Angels two-way star Shohei Ohtani became the majors' first designated duck on the pond Friday night. A's first baseman Matt Olson caught him trying to take third on a grounder to kill Los Angeles' inning, then slugged a game-ending grand slam in the bottom of the frame.
The change was poorly received, but after seeing it in action, some traditionalists are seeing the appeal.
"It's another one of these changes that we might end up liking," 64-year-old Braves manager Brian Snitker said. "Made it interesting."
Lastly, MLB unveiled another modification hours before first pitch, expanding the postseason from 10 teams to 16.
Some clubs with injured stars might need the bigger field to qualify.
Houston's Justin Verlander, the Dodgers' Clayton Kershaw, Texas' Corey Kluber and Washington's Stephen Strasburg have all gotten hurt -- not surprising to those concerned about pitcher health following the condensed preseason camp.

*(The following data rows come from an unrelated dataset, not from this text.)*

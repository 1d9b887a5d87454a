//! Digest orchestration.
//!
//! Wires the four pipeline stages together the way the summarizing agents
//! consume them: read → filter → group → render, returning the text block
//! plus the disclosure counts.

pub mod builder;

pub use builder::{Digest, DigestOptions, build_digest};
use std::collections::HashSet;
use std::sync::LazyLock;

use regex::Regex;

use crate::models::{CommitInfo, FilterResult};

/// Merge commits with generated messages carry no summarizable signal.
static MERGE_RE: LazyLock<Regex> =
    LazyLock::new(|| Regex::new(r"(?i)^Merge (branch|pull request|remote)").unwrap());

/// Automation identities filtered out by default. Compared against the
/// lowercased author name.
const DEFAULT_BOT_AUTHORS: &[&str] = &[
    "dependabot",
    "dependabot[bot]",
    "renovate",
    "renovate[bot]",
    "greenkeeper[bot]",
    "snyk-bot",
    "github-actions[bot]",
    "codecov[bot]",
];

/// Removes low-information commits from a window: generated merge messages,
/// known automation authors, and duplicate message first lines.
///
/// The bot denylist is configuration, not a constant: start from
/// [`NoiseFilter::default`] and extend it, or supply a replacement set with
/// [`NoiseFilter::with_bot_authors`].
#[derive(Debug, Clone)]
pub struct NoiseFilter {
    bot_authors: HashSet<String>,
}

impl Default for NoiseFilter {
    fn default() -> Self {
        Self::with_bot_authors(DEFAULT_BOT_AUTHORS.iter().copied())
    }
}

impl NoiseFilter {
    /// A filter with the given denylist instead of the default one.
    pub fn with_bot_authors<I, S>(authors: I) -> Self
    where
        I: IntoIterator<Item = S>,
        S: AsRef<str>,
    {
        Self {
            bot_authors: authors.into_iter().map(|a| a.as_ref().to_lowercase()).collect(),
        }
    }

    /// Add one identity to the denylist.
    pub fn add_bot_author(&mut self, author: &str) {
        self.bot_authors.insert(author.to_lowercase());
    }

    /// Drop noisy commits, preserving the order of survivors.
    ///
    /// Input is newest-first, so keeping the first occurrence of each
    /// distinct message first line keeps the most recent one. Only kept
    /// commits mark their first line as seen; a merge or bot commit does
    /// not shadow a later human commit with the same summary.
    pub fn apply(&self, commits: Vec<CommitInfo>) -> FilterResult {
        let total = commits.len();
        let mut seen_messages: HashSet<String> = HashSet::new();
        let mut filtered = Vec::with_capacity(total);

        for commit in commits {
            let first_line = commit.summary();

            if MERGE_RE.is_match(first_line) {
                continue;
            }
            if self.bot_authors.contains(&commit.author.to_lowercase()) {
                continue;
            }
            if seen_messages.contains(first_line) {
                continue;
            }

            seen_messages.insert(first_line.to_string());
            filtered.push(commit);
        }

        let removed_count = total - filtered.len();
        FilterResult { commits: filtered, removed_count }
    }
}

Strasburg was scratched from a start Saturday because of a nerve issue in his pitching hand.
"To be frank," the World Series MVP said, "this season is a bit of a mess."
Soto's stunning positive test has been followed by others.
The Atlanta Braves are without primary catchers Tyler Flowers and Travis d'Arnaud because they have coronavirus symptoms.
Cincinnati Reds second baseman Mike Moustakas and center fielder Nick Senzel felt sick Sunday, a day after a teammate went on the injured list because he tested positive for COVID-19.
The Miami Marlins scratched right-hander Jose Urena from his scheduled start Sunday in Philadelphia and delayed their postgame trip home amid concerns about a possible virus outbreak within the team.
"There's nothing we can really do," Marlins pitcher Robert Dugger said. "It's out of our control. We just do the best we can with the masks and social distancing and all that, and hope for the best."
Players have adopted some virus-minded celebrations, including air fives and foot taps, but it's hardly been perfect. High-fives and fist bumps continue to be common, and distancing in the dugout has appeared to be a challenge even with some reserves watching from the stands. Clubs have had a particularly hard time upholding protocols after big plays, like when the A's piled around Olson at home plate following his game-ending slam Friday.
The news Sunday of potential outbreaks with the Reds and Marlins was a reminder of how fragile the season could be.
"We all have to take responsibility," Twins slugger Nelson Cruz said. "I take care of myself, don't go around or mess around. But that has to include the whole team.
"If 10 or 15 or 25 guys do it and the rest are messing around, it can mess everything up. We're always talking about that -- being conscious what you're doing. It's not only for yourself, it's for the whole team. The team can be devastated if a few guys test positive."